Bild: Martin Trüssel


Kurz nach dem Austritt der Abwasserleitung wird die Wasserleitung über ein
Viadukt geführt. Hier soll die Leitung zuerst eingefroren sein. Die Frage
ist, ob nicht zusätzlich eine Fremdköper in der Leitung ist und zu
Rückstauproblemen geführt hat.

Bild: Martin Trüssel


Durch einen Überlauf ergiesst sich das Abwasser des Dorfes Melchsee-Frutt in
den Fruttkarst. Es sind schätzungsweise mindestens 40 Kubikmeter pro Trag
bzw. 1200 Kubikmeter pro Monat, in der Hochsaison ev. doppelt so viel.

Bild: Martin Trüssel


Schon nach kurzer Zeit kann das Wasser in den Karstsenken nicht mehr
versickern, weil der Abfluss durch die vielen Feinpartikel im Abwasser den
Boden abdichten.
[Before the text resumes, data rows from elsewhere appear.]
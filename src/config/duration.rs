use std::time::Duration;

use humantime::{format_duration, parse_duration};
use serde::{de::Error, Deserialize, Deserializer, Serializer};

pub fn serialize<S: Serializer>(value: &Duration, serializer: S) -> Result<S::Ok, S::Error> {
    serializer.collect_str(&format_duration(*value))
}

pub fn deserialize<'de, D: Deserializer<'de>>(deserializer: D) -> Result<Duration, D::Error> {
    let s = String::deserialize(deserializer)?;
    parse_duration(&s).map_err(D::Error::custom)
}
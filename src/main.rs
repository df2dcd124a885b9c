use std::process::ExitCode;

#[tokio::main]
async fn main() -> ExitCode {
    boxup::cli::main().await
}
So breitet sich die Verschmutzung von Mulde zu Mulde weiter
aus.

Bild: Martin Trüssel


Aufgespitzes Leitungstrassee. Die Leitung ist auch an dieser Stelle
eingeforen. Der Kernser Gemeindedienst geht davon aus, dass mindestens 100 m
der Leitung eingefroren sind. Eine Reparatur sei ausgeschlossen und eine
parallel verlaufenden Notleitung zeitlich und finanziell nicht vertretbar.